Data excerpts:
>>>

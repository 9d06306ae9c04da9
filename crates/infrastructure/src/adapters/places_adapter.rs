//! Places adapter - Implements PlacesPort using integration_places

use application::error::ApplicationError;
use application::ports::{PlaceSuggestion, PlacesPort};
use async_trait::async_trait;
use domain::value_objects::{GeoLocation, Place};
use integration_places::{GooglePlacesClient, PlacePrediction, PlacesClient, PlacesError};
use tracing::{instrument, warn};

/// Adapter for place resolution using the Google-backed places client
pub struct PlacesAdapter {
    client: GooglePlacesClient,
}

impl std::fmt::Debug for PlacesAdapter {
    fn fmt(&self, f: &mut std::fmt::Formatter<'_>) -> std::fmt::Result {
        f.debug_struct("PlacesAdapter")
            .field("client", &"GooglePlacesClient")
            .finish()
    }
}

impl PlacesAdapter {
    /// Create a new places adapter
    #[must_use]
    pub const fn new(client: GooglePlacesClient) -> Self {
        Self { client }
    }

    /// Map an autocomplete error to the application taxonomy
    fn map_autocomplete_error(error: &PlacesError) -> ApplicationError {
        match error {
            PlacesError::NoResults(_) => ApplicationError::NoResults,
            other => Self::map_resolution_error(other),
        }
    }

    /// Map a resolution error, keeping the not-found distinction
    fn map_resolution_error(error: &PlacesError) -> ApplicationError {
        ApplicationError::ResolutionFailed {
            not_found: error.is_not_found(),
            detail: error.to_string(),
        }
    }

    fn convert_prediction(prediction: PlacePrediction) -> PlaceSuggestion {
        PlaceSuggestion {
            place_id: prediction.place_id,
            description: prediction.description,
        }
    }
}

#[async_trait]
impl PlacesPort for PlacesAdapter {
    #[instrument(skip(self))]
    async fn autocomplete(&self, query: &str) -> Result<Vec<PlaceSuggestion>, ApplicationError> {
        let predictions = self
            .client
            .autocomplete(query)
            .await
            .map_err(|e| Self::map_autocomplete_error(&e))?;

        Ok(predictions
            .into_iter()
            .map(Self::convert_prediction)
            .collect())
    }

    #[instrument(skip(self))]
    async fn place_details(&self, place_id: &str) -> Result<Place, ApplicationError> {
        self.client.place_details(place_id).await.map_err(|e| {
            warn!(%place_id, error = %e, "Place resolution failed");
            Self::map_resolution_error(&e)
        })
    }

    #[instrument(skip(self))]
    async fn reverse_geocode(&self, location: GeoLocation) -> Result<Place, ApplicationError> {
        let address = self
            .client
            .reverse_geocode(location.latitude(), location.longitude())
            .await
            .map_err(|e| {
                warn!(%location, error = %e, "Reverse geocode failed");
                Self::map_resolution_error(&e)
            })?;

        Ok(Place::pinned(location, address))
    }
}
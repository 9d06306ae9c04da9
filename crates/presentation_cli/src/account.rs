//! Account command handlers

use application::error::ApplicationError;
use application::ports::{ProfileUpdate, ReviewSubmission};
use application::services::SessionService;

/// Register a new account
pub async fn register(
    session: &SessionService,
    username: &str,
    email: &str,
    password: &str,
) -> Result<(), ApplicationError> {
    session.register(username, email, password).await?;
    println!("✅ Account created. An OTP was sent to {email}.");
    Ok(())
}

/// Verify the emailed OTP code
pub async fn verify_otp(
    session: &SessionService,
    email: &str,
    otp: &str,
) -> Result<(), ApplicationError> {
    session.verify_otp(email, otp).await?;
    println!("✅ Email verified. You can log in now.");
    Ok(())
}

/// Request a fresh OTP email
pub async fn resend_otp(session: &SessionService, email: &str) -> Result<(), ApplicationError> {
    session.resend_otp(email).await?;
    println!("✉️ A new OTP has been sent to {email}.");
    Ok(())
}

/// Log in and show the account behind the session
pub async fn whoami(
    session: &SessionService,
    email: &str,
    password: &str,
) -> Result<(), ApplicationError> {
    session.login(email, password).await?;
    let account = session.user_data().await?;
    println!("👤 {} <{}>", account.username, account.email);
    println!(
        "   role: {}",
        if account.role == 0 { "admin" } else { "commuter" }
    );
    Ok(())
}

/// Update profile fields for the logged-in account
pub async fn update_profile(
    session: &SessionService,
    email: &str,
    password: &str,
    new_username: Option<String>,
    new_email: Option<String>,
    new_password: Option<String>,
) -> Result<(), ApplicationError> {
    session.login(email, password).await?;
    let update = ProfileUpdate {
        username: new_username,
        email: new_email,
        password: new_password,
        current_password: password.to_string(),
    };
    session.update_profile(&update).await?;
    println!("✅ Profile updated.");
    Ok(())
}

/// Submit a service review as the logged-in account
pub async fn review(
    session: &SessionService,
    email: &str,
    password: &str,
    issue: &str,
    suggestion: &str,
    rating: u8,
) -> Result<(), ApplicationError> {
    session.login(email, password).await?;
    let submission = ReviewSubmission {
        issue: issue.to_string(),
        suggestion: suggestion.to_string(),
        rating,
    };
    session.submit_review(&submission).await?;
    println!("⭐ Review submitted, thank you!");
    Ok(())
}

/// Change an account's role (admin feature)
pub async fn update_role(
    session: &SessionService,
    email: &str,
    role: u8,
) -> Result<(), ApplicationError> {
    session.update_role(email, role).await?;
    println!("✅ Role updated for {email}.");
    Ok(())
}

/// List all accounts (admin feature)
pub async fn users(session: &SessionService) -> Result<(), ApplicationError> {
    let accounts = session.list_users().await?;
    println!("{} account(s):", accounts.len());
    for account in &accounts {
        println!(
            "  • {} <{}> role {}",
            account.username, account.email, account.role
        );
    }
    Ok(())
}
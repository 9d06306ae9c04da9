//! Infrastructure layer for komyut
//!
//! Binds the integration clients to the application ports and loads the
//! aggregated configuration. Each adapter converts integration errors to
//! [`application::ApplicationError`] kinds at the boundary; nothing below
//! this layer leaks a raw transport error upward.

pub mod adapters;
pub mod config;

pub use adapters::{
    AccountAdapter, ConfiguredLocationAdapter, DirectionsAdapter, PlacesAdapter,
};
pub use config::{AppConfig, HomeLocationConfig};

<<<

Assignment: Filter the lines above, keeping each one that contains the string "adapters".

Result:
filename crates/infrastructure/src/adapters/places_adapter.rs
pub mod adapters;
pub use adapters::{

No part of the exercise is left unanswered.